3. Chapters 1-4 Supplementary Problems #6: Let \( a,b \in G \) where \( G \) is a finite group.
   • Give a concrete example which shows that \( |ab| \not= |a| \cdot |b| \).
   • Prove that \( |ab|=|ba| \).
   
   
   
4. For each of the following permutations: write the permutation as a product of disjoint cycles, find its inverse, find its order, write it as a product of transpositions, and state whether it is even or odd.
   1. \( (1432)(56)(254) \)
      
      
   2. \( (1234)(1423)(246) \)
      
      
   3. \( (12)(345)(1357) \)
   
   
   
5. Let \( \sigma = (a_1\,a_2\,\cdots a_\ell) \in S_n \) and \( \tau \in S_n \). Prove that \( \tau \sigma \tau^{-1} = ( \tau(a_1)\,\tau(a_2)\,\cdots\,\tau(a_\ell)) \).

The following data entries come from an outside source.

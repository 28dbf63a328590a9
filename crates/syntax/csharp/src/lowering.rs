//! Lowers the tree-sitter C# CST into the Tiller AST.

use rhizome_tiller_ast::{
    Argument, AssignOp, BinaryOp, ClassDecl, CompilationUnit, DeclKind, Designation, Expr,
    ExprKind, FieldDecl, ForeachBinding, InitElement, InterpolationPart, Item, ItemKind, Literal,
    LocalDecl, Member, MemberKind, MethodBody, MethodDecl, Param, Span, Stmt, StmtKind,
    SwitchLabel, SwitchSection, TupleElement, TypeRef, UnaryOp, VarDeclarator,
};
use thiserror::Error;
use tree_sitter::{Node, Parser};

/// Errors that prevent a source file from being lowered at all.
#[derive(Debug, Error)]
pub enum ParseError {
    #[error("failed to load C# grammar: {0}")]
    Language(String),
    #[error("parse error: {0}")]
    Parse(String),
    #[error("syntax error at line {line}, column {column}")]
    Syntax { line: usize, column: usize },
    #[error("malformed syntax tree: {0}")]
    Malformed(String),
}

/// Parse C# source into a [`CompilationUnit`].
///
/// Any error or missing node in the tree rejects the whole file; the
/// position reported is that of the first one in document order.
pub fn parse(source: &str) -> Result<CompilationUnit, ParseError> {
    let mut parser = Parser::new();
    parser
        .set_language(&tree_sitter_c_sharp::LANGUAGE.into())
        .map_err(|e| ParseError::Language(e.to_string()))?;

    let tree = parser
        .parse(source, None)
        .ok_or_else(|| ParseError::Parse("parser returned no tree".to_string()))?;
    let root = tree.root_node();

    if root.has_error() {
        let node = first_error(root).unwrap_or(root);
        let position = node.start_position();
        return Err(ParseError::Syntax {
            line: position.row + 1,
            column: position.column + 1,
        });
    }

    Lowering { source }.unit(root)
}

/// Names of every class and struct the unit declares, nested ones included.
pub fn declarations(unit: &CompilationUnit) -> Vec<String> {
    unit.declared_types()
}

fn first_error<'t>(node: Node<'t>) -> Option<Node<'t>> {
    if node.is_error() || node.is_missing() {
        return Some(node);
    }
    let mut cursor = node.walk();
    for child in node.children(&mut cursor) {
        if child.has_error() || child.is_missing() {
            if let Some(found) = first_error(child) {
                return Some(found);
            }
        }
    }
    None
}

fn span(node: Node) -> Span {
    let start = node.start_position();
    let end = node.end_position();
    Span::new(
        start.row as u32 + 1,
        start.column as u32 + 1,
        end.row as u32 + 1,
        end.column as u32 + 1,
    )
}

/// Named children without comments and preprocessor lines.
fn named_children(node: Node) -> Vec<Node> {
    let mut cursor = node.walk();
    node.named_children(&mut cursor)
        .filter(|child| !child.is_extra())
        .collect()
}

fn first_named(node: Node) -> Result<Node, ParseError> {
    named_children(node)
        .into_iter()
        .next()
        .ok_or_else(|| ParseError::Malformed(format!("empty {}", node.kind())))
}

fn field<'t>(node: Node<'t>, name: &str) -> Result<Node<'t>, ParseError> {
    node.child_by_field_name(name)
        .ok_or_else(|| ParseError::Malformed(format!("{} without {}", node.kind(), name)))
}

fn child_of_kind<'t>(node: Node<'t>, kind: &str) -> Result<Node<'t>, ParseError> {
    named_children(node)
        .into_iter()
        .find(|child| child.kind() == kind)
        .ok_or_else(|| ParseError::Malformed(format!("{} without {}", node.kind(), kind)))
}

fn is_statement(kind: &str) -> bool {
    kind == "block" || kind.ends_with("_statement")
}

/// Declarations that are recognized but have no translation.
fn ignored_kind(kind: &str) -> Option<DeclKind> {
    Some(match kind {
        "enum_declaration" => DeclKind::Enum,
        "interface_declaration" => DeclKind::Interface,
        "record_declaration" => DeclKind::Record,
        "delegate_declaration" => DeclKind::Delegate,
        "property_declaration" => DeclKind::Property,
        "event_declaration" | "event_field_declaration" => DeclKind::Event,
        "indexer_declaration" => DeclKind::Indexer,
        "operator_declaration" => DeclKind::Operator,
        "conversion_operator_declaration" => DeclKind::Conversion,
        "destructor_declaration" => DeclKind::Destructor,
        _ => return None,
    })
}

struct Lowering<'a> {
    source: &'a str,
}
//! Source positions.

use serde::{Deserialize, Serialize};

/// A source range. Lines and columns are 1-based.
#[derive(Debug, Clone, Copy, Default, PartialEq, Eq, Hash, Serialize, Deserialize)]
pub struct Span {
    pub start_line: u32,
    pub start_col: u32,
    pub end_line: u32,
    pub end_col: u32,
}

impl Span {
    pub fn new(start_line: u32, start_col: u32, end_line: u32, end_col: u32) -> Self {
        Self {
            start_line,
            start_col,
            end_line,
            end_col,
        }
    }

    /// A span covering a single line, used by hand-built trees.
    pub fn line(line: u32) -> Self {
        Self::new(line, 1, line, 1)
    }
}
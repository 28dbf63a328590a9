//! Translator from C# trees to the farming game's Python-like script dialect.
//!
//! The entry point is [`translate_module`], which turns one
//! [`CompilationUnit`](rhizome_tiller_ast::CompilationUnit) into dialect
//! source plus a list of [`Diagnostic`]s. Translation is total: anything
//! the dialect cannot express is degraded and reported, never rejected.
//!
//! Cross-module references are resolved against a [`SymbolIndex`] the
//! caller builds by prescanning every module of the project first.
//!
//! ```
//! use rhizome_tiller_ast::CompilationUnit;
//! use rhizome_tiller_core::{ModuleOptions, SymbolIndex, translate_module};
//!
//! let index = SymbolIndex::new();
//! let out = translate_module(&CompilationUnit::default(), &index, &ModuleOptions::new("Empty"));
//! assert_eq!(out.text, "\n");
//! assert!(out.diagnostics.is_empty());
//! ```

mod diagnostics;
mod driver;
mod globals;
pub mod mappings;
pub mod naming;
mod output;
mod resolver;
mod translate;

pub use diagnostics::{Diagnostic, DiagnosticKind};
pub use driver::{ModuleOptions, Translation, translate_module};
pub use output::OutputAssembler;
pub use resolver::{ModuleContext, Qualification, SymbolIndex};

#[cfg(test)]
mod tests;
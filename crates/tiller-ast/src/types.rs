//! Type references as written in source.

use serde::{Deserialize, Serialize};

/// A type as it appears in a declaration. No resolution happens here; the
/// name is whatever the source spelled, possibly dotted.
#[derive(Debug, Clone, PartialEq, Serialize, Deserialize)]
#[serde(rename_all = "snake_case")]
pub enum TypeRef {
    /// `int`, `string`, `Foo`, `List<int>`, `System.Collections.Generic.List<T>`
    Named { name: String, args: Vec<TypeRef> },
    /// `T?`
    Nullable(Box<TypeRef>),
    /// `T[]`, `T[,]`
    Array(Box<TypeRef>),
    /// `(int x, int y)`
    Tuple(Vec<TupleElement>),
    /// `var`
    Var,
    /// `void`
    Void,
}

#[derive(Debug, Clone, PartialEq, Serialize, Deserialize)]
pub struct TupleElement {
    pub ty: TypeRef,
    pub name: Option<String>,
}

/// The three container literal shapes the target dialect has.
#[derive(Debug, Clone, Copy, PartialEq, Eq, Hash, Serialize, Deserialize)]
#[serde(rename_all = "snake_case")]
pub enum ContainerShape {
    List,
    Map,
    Set,
}

impl TypeRef {
    pub fn named(name: impl Into<String>) -> Self {
        TypeRef::Named {
            name: name.into(),
            args: Vec::new(),
        }
    }

    pub fn generic(name: impl Into<String>, args: Vec<TypeRef>) -> Self {
        TypeRef::Named {
            name: name.into(),
            args,
        }
    }

    /// Last segment of a named type (`System.Int32` -> `Int32`).
    pub fn simple_name(&self) -> Option<&str> {
        match self {
            TypeRef::Named { name, .. } => Some(name.rsplit('.').next().unwrap_or(name)),
            TypeRef::Nullable(inner) => inner.simple_name(),
            _ => None,
        }
    }

    pub fn is_void(&self) -> bool {
        match self {
            TypeRef::Void => true,
            TypeRef::Named { name, args } => name == "void" && args.is_empty(),
            _ => false,
        }
    }

    pub fn is_var(&self) -> bool {
        matches!(self, TypeRef::Var)
    }

    pub fn is_string(&self) -> bool {
        matches!(self.simple_name(), Some("string" | "String"))
    }

    pub fn is_tuple(&self) -> bool {
        match self {
            TypeRef::Tuple(_) => true,
            TypeRef::Named { .. } => matches!(self.simple_name(), Some("Tuple" | "ValueTuple")),
            TypeRef::Nullable(inner) => inner.is_tuple(),
            _ => false,
        }
    }

    /// Classify a container type by the literal shape it translates to.
    pub fn shape(&self) -> Option<ContainerShape> {
        match self {
            TypeRef::Array(_) => Some(ContainerShape::List),
            TypeRef::Nullable(inner) => inner.shape(),
            TypeRef::Named { .. } => match self.simple_name()? {
                "List" | "IList" | "IReadOnlyList" | "ICollection" | "IEnumerable" | "Queue"
                | "Stack" | "LinkedList" | "ArrayList" => Some(ContainerShape::List),
                "Dictionary" | "IDictionary" | "IReadOnlyDictionary" | "SortedDictionary"
                | "Hashtable" => Some(ContainerShape::Map),
                "HashSet" | "ISet" | "SortedSet" => Some(ContainerShape::Set),
                _ => None,
            },
            _ => None,
        }
    }

    /// Default value literal of this type in the target dialect.
    pub fn default_literal(&self) -> &'static str {
        match self.simple_name() {
            Some(_) if matches!(self, TypeRef::Nullable(_)) => "None",
            Some(
                "int" | "long" | "short" | "byte" | "uint" | "ulong" | "ushort" | "sbyte"
                | "Int32" | "Int64",
            ) => "0",
            Some("float" | "double" | "decimal" | "Single" | "Double") => "0.0",
            Some("bool" | "Boolean") => "False",
            Some("string" | "String") => "\"\"",
            _ => "None",
        }
    }
}
//! Push-diagnostics cache and report rendering.
//!
//! The reader task feeds `textDocument/publishDiagnostics` payloads into a
//! per-session [`DiagnosticsStore`]; each publish fully replaces the prior
//! entry for that document. [`render_report`] flattens the cache into a
//! deterministic, bounded text report.

use std::collections::HashMap;
use std::fmt::Write;
use std::path::{Path, PathBuf};

use crate::types::Diagnostic;

/// Cap on report body lines; the remainder collapses into a `+N more` suffix.
pub(crate) const MAX_REPORT_LINES: usize = 50;

#[derive(Debug, Default)]
pub(crate) struct DiagnosticsStore {
    data: HashMap<PathBuf, Vec<Diagnostic>>,
}

impl DiagnosticsStore {
    pub fn new() -> Self {
        Self::default()
    }

    /// Last-write-wins: replaces any prior entry for `path`, never merges.
    /// An empty list removes the entry entirely.
    pub fn publish(&mut self, path: PathBuf, items: Vec<Diagnostic>) {
        if items.is_empty() {
            self.data.remove(&path);
        } else {
            self.data.insert(path, items);
        }
    }

    pub fn is_empty(&self) -> bool {
        self.data.is_empty()
    }

    pub fn error_count(&self) -> usize {
        self.data
            .values()
            .flatten()
            .filter(|d| d.severity().is_error())
            .count()
    }

    pub fn warning_count(&self) -> usize {
        self.data
            .values()
            .flatten()
            .filter(|d| d.severity() == crate::types::DiagnosticSeverity::Warning)
            .count()
    }

    /// Per-file diagnostics, error-containing files first, then alphabetical.
    pub fn files_sorted(&self) -> Vec<(PathBuf, Vec<Diagnostic>)> {
        let mut files: Vec<(PathBuf, Vec<Diagnostic>)> = self
            .data
            .iter()
            .map(|(path, items)| (path.clone(), items.clone()))
            .collect();

        files.sort_by(|a, b| {
            let a_has_errors = a.1.iter().any(|d| d.severity().is_error());
            let b_has_errors = b.1.iter().any(|d| d.severity().is_error());
            b_has_errors.cmp(&a_has_errors).then_with(|| a.0.cmp(&b.0))
        });

        files
    }
}

/// Render the cache as a flat text report.
///
/// Header line with aggregate counts, then one line per diagnostic with the
/// path shown relative to `root`, truncated at `max_lines`.
pub(crate) fn render_report(root: &Path, store: &DiagnosticsStore, max_lines: usize) -> String {
    if store.is_empty() {
        return "0 error(s), 0 warning(s)".to_string();
    }

    let mut lines = Vec::new();
    for (path, items) in store.files_sorted() {
        let rel = path.strip_prefix(root).unwrap_or(&path);
        for diag in &items {
            lines.push(diag.display_with_path(rel));
        }
    }

    let mut out = format!(
        "{} error(s), {} warning(s)",
        store.error_count(),
        store.warning_count()
    );
    let shown = lines.len().min(max_lines);
    for line in &lines[..shown] {
        out.push('\n');
        out.push_str(line);
    }
    if lines.len() > shown {
        let _ = write!(out, "\n+{} more", lines.len() - shown);
    }
    out
}
//! Caller-facing error taxonomy.
//!
//! Everything recoverable inside the subsystem (transport hiccups, corrupt
//! frames, write failures) is swallowed at the session boundary; what
//! escapes to callers is one of these variants.

use std::path::PathBuf;
use std::time::Duration;

use crate::types::QueryKind;

#[derive(Debug, thiserror::Error)]
pub enum LspError {
    /// No project root could be resolved for the given path.
    #[error("no project root found for {}", .0.display())]
    RootNotFound(PathBuf),

    /// The configured server does not handle this file's extension.
    #[error("no configured server handles {}", .0.display())]
    UnsupportedFile(PathBuf),

    /// The path could not be converted to a `file://` URI.
    #[error("cannot convert path to file URI: {}", .0.display())]
    InvalidPath(PathBuf),

    /// The server process could not be started or initialized.
    #[error("failed to start language server: {0}")]
    Spawn(String),

    /// No response arrived within the per-request deadline.
    #[error("request timed out after {0:?}")]
    Timeout(Duration),

    /// The server answered with a JSON-RPC error object.
    #[error("server error {code}: {message}")]
    Rpc { code: i64, message: String },

    /// The session died before a response arrived.
    #[error("session closed before a response arrived")]
    SessionClosed,

    /// A position is required for this query kind but none was given.
    #[error("{kind:?} query requires a position")]
    MissingPosition { kind: QueryKind },

    /// Failed to serialize an outgoing frame.
    #[error("failed to encode request: {0}")]
    Encode(#[from] serde_json::Error),

    #[error("io error: {0}")]
    Io(#[from] std::io::Error),
}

   [This quickly implies that any permutation and its conjugates share the same cycle structure.]
   
   Example: \( \sigma = (1423) \) and \( \tau = (15)(463) \) then \( \tau \sigma \tau^{-1} = (\tau(1)\,\tau(4)\,\tau(2)\,\tau(3)) = (5624) = (2456) \).
   
   
6. Does \( S_7 \) have an element of order 10? If so, find one. If not, explain why not.
   Does \( S_7 \) have an element of order 9? If so, find one. If not, explain why not.